Versare l'olio in una padella antiaderente e sistemarvi in un unico strato le cipolline; rosolarle a fuoco moderato voltandole di tanto in tanto.
Appena diventeranno leggermente dorate, cospargervi lo zucchero e proseguire la cottura a fiamma vivace fino a quando saranno leggermente caramellate.
Bagnare con l'aceto, fare evaporare e chiudere la padella con un coperchio, facendo attenzione che le cipolline non si attacchino sul fondo.
Unire quindi il brodo vegetale bollente e continuare la cottura sino a quando le cipolline diventeranno tenere ma non sfatte e si sara' formata una salsina piuttosto densa.

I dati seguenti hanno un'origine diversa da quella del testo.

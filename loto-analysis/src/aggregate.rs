use std::cmp::Ordering;
use std::collections::HashMap;

use tracing::{debug, warn};

use crate::config::AnalysisConfig;
use crate::error::InvalidFeatureValue;
use crate::feature::{NormalizedFeature, ScoredFeature};
use crate::passes::PassKind;
use crate::tally::Tally;

/// Score pondéré cumulé par numéro, dans l'ordre de première contribution.
pub type ScoreMap = Tally<u32, f64>;

#[derive(Debug, Clone)]
pub struct Aggregation {
    pub scores: ScoreMap,
    pub diagnostics: Vec<InvalidFeatureValue>,
}

/// Somme pondérée des `top_features` premières clés de chaque analyse.
///
/// Seules les clés numériques contribuent, sauf si `decompose_composite` est
/// activé : une paire ou un triplet répartit alors sa contribution à parts
/// égales sur ses numéros. Les répartitions de parité ne contribuent jamais.
pub fn accumulate(normalized: &[(PassKind, Vec<NormalizedFeature>)], config: &AnalysisConfig) -> Aggregation {
    let mut scores = ScoreMap::new();
    let mut diagnostics = Vec::new();

    for (pass, features) in normalized {
        let weight = pass.weight();
        for nf in features.iter().take(config.top_features) {
            if !nf.value.is_finite() {
                let invalid = InvalidFeatureValue {
                    pass: *pass,
                    feature: nf.feature,
                    value: nf.value,
                };
                warn!("{invalid}");
                diagnostics.push(invalid);
                continue;
            }

            if let Some(n) = nf.feature.as_number() {
                scores.add(n, nf.value * weight);
                continue;
            }

            match nf.feature.constituents() {
                Some(numbers) if config.decompose_composite => {
                    let share = nf.value * weight / numbers.len() as f64;
                    for n in numbers {
                        scores.add(n, share);
                    }
                }
                _ => debug!(pass = pass.name(), feature = %nf.feature, "clé non numérique ignorée"),
            }
        }
    }

    Aggregation { scores, diagnostics }
}

pub fn apply_random_bonus(scores: &mut ScoreMap, numbers: &[u32], bonus: f64) {
    for &n in numbers {
        scores.add(n, bonus);
    }
}

/// Les `count` meilleurs numéros. À score égal, la fréquence brute la plus
/// haute passe devant ; sinon l'ordre de première contribution est conservé.
pub fn rank(scores: &ScoreMap, frequencies: &[ScoredFeature], count: usize) -> Vec<u32> {
    let raw_frequency: HashMap<u32, u32> = frequencies
        .iter()
        .filter_map(|f| f.feature.as_number().map(|n| (n, f.score)))
        .collect();
    let frequency_of = |n: u32| raw_frequency.get(&n).copied().unwrap_or(0);

    let mut entries: Vec<(u32, f64)> = scores.iter().collect();
    entries.sort_by(|a, b| {
        b.1.partial_cmp(&a.1)
            .unwrap_or(Ordering::Equal)
            .then_with(|| frequency_of(b.0).cmp(&frequency_of(a.0)))
    });

    entries.into_iter().take(count).map(|(n, _)| n).collect()
}
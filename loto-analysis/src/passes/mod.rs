pub mod combinations;
pub mod counting;
pub mod temporal;

use std::fmt;

use loto_db::models::Draw;
use serde::{Serialize, Serializer};

use crate::config::AnalysisConfig;
use crate::error::AnalysisError;
use crate::feature::{Feature, ScoredFeature};
use crate::tally::Tally;

/// Les 14 analyses, dans l'ordre d'agrégation.
#[derive(Debug, Clone, Copy, PartialEq, Eq, Hash)]
pub enum PassKind {
    Frequency,
    Pairs,
    Gaps,
    Sequential,
    Clusters,
    Delays,
    SlidingFrequency,
    Markov,
    Cycle,
    Sum,
    Parity,
    Spacing,
    Ending,
    Group,
}

impl PassKind {
    pub const ALL: [PassKind; 14] = [
        PassKind::Frequency,
        PassKind::Pairs,
        PassKind::Gaps,
        PassKind::Sequential,
        PassKind::Clusters,
        PassKind::Delays,
        PassKind::SlidingFrequency,
        PassKind::Markov,
        PassKind::Cycle,
        PassKind::Sum,
        PassKind::Parity,
        PassKind::Spacing,
        PassKind::Ending,
        PassKind::Group,
    ];

    pub fn weight(self) -> f64 {
        match self {
            PassKind::Frequency => 0.30,
            PassKind::Pairs => 0.20,
            PassKind::Gaps => 0.15,
            PassKind::Sequential => 0.10,
            PassKind::Clusters => 0.10,
            PassKind::Delays => 0.05,
            PassKind::SlidingFrequency => 0.05,
            PassKind::Markov => 0.025,
            PassKind::Cycle => 0.025,
            PassKind::Sum => 0.10,
            PassKind::Parity => 0.10,
            PassKind::Spacing => 0.05,
            PassKind::Ending => 0.05,
            PassKind::Group => 0.05,
        }
    }

    /// Nom stable utilisé comme clé JSON.
    pub fn name(self) -> &'static str {
        match self {
            PassKind::Frequency => "frequencies",
            PassKind::Pairs => "pairs",
            PassKind::Gaps => "gaps",
            PassKind::Sequential => "sequences",
            PassKind::Clusters => "clusters",
            PassKind::Delays => "delays",
            PassKind::SlidingFrequency => "slidingFrequencies",
            PassKind::Markov => "markovChainAnalysis",
            PassKind::Cycle => "cycleAnalysis",
            PassKind::Sum => "sumAnalysis",
            PassKind::Parity => "parityAnalysis",
            PassKind::Spacing => "spacingAnalysis",
            PassKind::Ending => "endingAnalysis",
            PassKind::Group => "groupAnalysis",
        }
    }

    pub fn label(self) -> &'static str {
        match self {
            PassKind::Frequency => "Fréquences",
            PassKind::Pairs => "Paires",
            PassKind::Gaps => "Écarts",
            PassKind::Sequential => "Suites",
            PassKind::Clusters => "Triplets",
            PassKind::Delays => "Retards",
            PassKind::SlidingFrequency => "Fréquences glissantes",
            PassKind::Markov => "Chaîne de Markov",
            PassKind::Cycle => "Cycles",
            PassKind::Sum => "Sommes",
            PassKind::Parity => "Parité",
            PassKind::Spacing => "Espacements",
            PassKind::Ending => "Finales",
            PassKind::Group => "Dizaines",
        }
    }

    /// Profondeur minimale d'historique. Écarts, retards et Markov comparent
    /// un tirage à un tirage antérieur.
    pub fn min_draws(self) -> usize {
        match self {
            PassKind::Gaps | PassKind::Delays | PassKind::Markov => 2,
            _ => 1,
        }
    }

    pub fn run(self, draws: &[Draw], config: &AnalysisConfig) -> Result<Vec<ScoredFeature>, AnalysisError> {
        match self {
            PassKind::Frequency => counting::frequencies(draws),
            PassKind::Pairs => combinations::pairs(draws),
            PassKind::Gaps => temporal::gaps(draws),
            PassKind::Sequential => combinations::sequences(draws),
            PassKind::Clusters => combinations::clusters(draws),
            PassKind::Delays => temporal::delays(draws),
            PassKind::SlidingFrequency => counting::sliding_frequencies(draws, config.sliding_window),
            PassKind::Markov => temporal::markov(draws),
            PassKind::Cycle => temporal::cycles(draws, config.cycle_length),
            PassKind::Sum => counting::sums(draws),
            PassKind::Parity => counting::parity(draws),
            PassKind::Spacing => counting::spacing(draws),
            PassKind::Ending => counting::endings(draws),
            PassKind::Group => counting::groups(draws, config.group_size),
        }
    }
}

impl fmt::Display for PassKind {
    fn fmt(&self, f: &mut fmt::Formatter<'_>) -> fmt::Result {
        f.write_str(self.label())
    }
}

impl Serialize for PassKind {
    fn serialize<S: Serializer>(&self, serializer: S) -> Result<S::Ok, S::Error> {
        serializer.serialize_str(self.name())
    }
}

pub(crate) fn require(pass: PassKind, draws: &[Draw]) -> Result<(), AnalysisError> {
    let required = pass.min_draws();
    if draws.len() < required {
        return Err(AnalysisError::InsufficientData {
            pass,
            required,
            available: draws.len(),
        });
    }
    Ok(())
}

pub(crate) fn require_positive(name: &str, value: usize) -> Result<(), AnalysisError> {
    if value == 0 {
        return Err(AnalysisError::InvalidConfig(format!("{name} doit être > 0")));
    }
    Ok(())
}

pub(crate) fn ranked(tally: Tally<Feature>) -> Vec<ScoredFeature> {
    tally
        .into_ranked()
        .into_iter()
        .map(|(feature, score)| ScoredFeature { feature, score })
        .collect()
}
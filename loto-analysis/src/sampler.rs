use rand::Rng;

use crate::error::AnalysisError;
use crate::feature::ScoredFeature;

/// Tirage pondéré sans remise de `count` numéros distincts.
///
/// Le poids d'un numéro est sa fréquence divisée par la masse totale. La
/// distribution cumulée est parcourue dans l'ordre de `frequencies` (fréquence
/// décroissante) ; un numéro déjà retenu provoque un nouveau tirage.
pub fn weighted_random_numbers<R: Rng>(
    frequencies: &[ScoredFeature],
    count: usize,
    rng: &mut R,
) -> Result<Vec<u32>, AnalysisError> {
    let weighted: Vec<(u32, u32)> = frequencies
        .iter()
        .filter(|f| f.score > 0)
        .filter_map(|f| f.feature.as_number().map(|n| (n, f.score)))
        .collect();

    if weighted.len() < count {
        return Err(AnalysisError::DegenerateSampling {
            available: weighted.len(),
            required: count,
        });
    }

    let total: f64 = weighted.iter().map(|&(_, w)| w as f64).sum();
    let probabilities: Vec<(u32, f64)> = weighted
        .iter()
        .map(|&(n, w)| (n, w as f64 / total))
        .collect();

    let mut selected: Vec<u32> = Vec::with_capacity(count);
    while selected.len() < count {
        let random: f64 = rng.random();
        let mut cumulative = 0.0;
        for &(n, p) in &probabilities {
            cumulative += p;
            if random < cumulative {
                if !selected.contains(&n) {
                    selected.push(n);
                }
                break;
            }
        }
    }

    Ok(selected)
}
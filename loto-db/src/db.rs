use anyhow::{Context, Result};
use rusqlite::{Connection, Row};
use std::path::Path;

use crate::models::Draw;

const SCHEMA: &str = "
CREATE TABLE IF NOT EXISTS draws (
    draw_date     TEXT PRIMARY KEY,
    main_1        INTEGER NOT NULL,
    main_2        INTEGER NOT NULL,
    main_3        INTEGER NOT NULL,
    main_4        INTEGER NOT NULL,
    main_5        INTEGER NOT NULL,
    lucky_number  INTEGER NOT NULL
);
";

const COLUMNS: &str = "draw_date, main_1, main_2, main_3, main_4, main_5, lucky_number";

pub fn db_path() -> std::path::PathBuf {
    let mut path = std::env::current_dir().unwrap_or_default();
    path.push("data");
    path.push("loto.db");
    path
}

pub fn open_db(path: &Path) -> Result<Connection> {
    if let Some(parent) = path.parent() {
        std::fs::create_dir_all(parent)
            .with_context(|| format!("Impossible de créer le répertoire {:?}", parent))?;
    }
    let conn = Connection::open(path)
        .with_context(|| format!("Impossible d'ouvrir la base {:?}", path))?;
    Ok(conn)
}

pub fn migrate(conn: &Connection) -> Result<()> {
    conn.execute_batch(SCHEMA)
        .context("Échec de la migration")?;
    Ok(())
}

/// Insère un tirage. Retourne `false` si un tirage existe déjà pour cette date.
pub fn insert_draw(conn: &Connection, draw: &Draw) -> Result<bool> {
    let m = draw.main_numbers;
    let changed = conn.execute(
        &format!("INSERT OR IGNORE INTO draws ({COLUMNS}) VALUES (?1, ?2, ?3, ?4, ?5, ?6, ?7)"),
        rusqlite::params![draw.date, m[0], m[1], m[2], m[3], m[4], draw.lucky_number],
    ).context("Échec de l'insertion")?;
    Ok(changed > 0)
}

fn row_to_draw(row: &Row<'_>) -> rusqlite::Result<Draw> {
    Ok(Draw {
        date: row.get(0)?,
        main_numbers: [
            row.get::<_, u8>(1)?,
            row.get::<_, u8>(2)?,
            row.get::<_, u8>(3)?,
            row.get::<_, u8>(4)?,
            row.get::<_, u8>(5)?,
        ],
        lucky_number: row.get(6)?,
    })
}

/// Historique complet en ordre chronologique (le plus ancien d'abord).
pub fn fetch_draw_history(conn: &Connection) -> Result<Vec<Draw>> {
    let mut stmt = conn.prepare(&format!(
        "SELECT {COLUMNS} FROM draws ORDER BY draw_date ASC"
    ))?;
    let draws = stmt
        .query_map([], row_to_draw)?
        .collect::<Result<Vec<_>, _>>()
        .context("Lecture de l'historique impossible")?;
    Ok(draws)
}

/// Les `limit` derniers tirages, le plus récent d'abord.
pub fn fetch_last_draws(conn: &Connection, limit: u32) -> Result<Vec<Draw>> {
    let mut stmt = conn.prepare(&format!(
        "SELECT {COLUMNS} FROM draws ORDER BY draw_date DESC LIMIT ?1"
    ))?;
    let draws = stmt
        .query_map([limit], row_to_draw)?
        .collect::<Result<Vec<_>, _>>()?;
    Ok(draws)
}

pub fn count_draws(conn: &Connection) -> Result<u32> {
    let count: u32 = conn.query_row("SELECT COUNT(*) FROM draws", [], |row| row.get(0))?;
    Ok(count)
}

Aggiustare eventualmente di sale e, a piacere, completare con una spolverata di pepe.
La
cipolla Borettana prende il nome da
Boretto, un comune in provincia di Reggio-Emilia in cui veniva coltivata fin dal 1400. E' conosciuta anche come cipolla piatta
di Como o di Rovato ed e' riconoscibile per le sue dimensioni piuttosto piccole, per la forma appiattita, la buccia sottile ed il colore giallo-paglierino. E' una varieta' molto utilizzata per i sottaceti.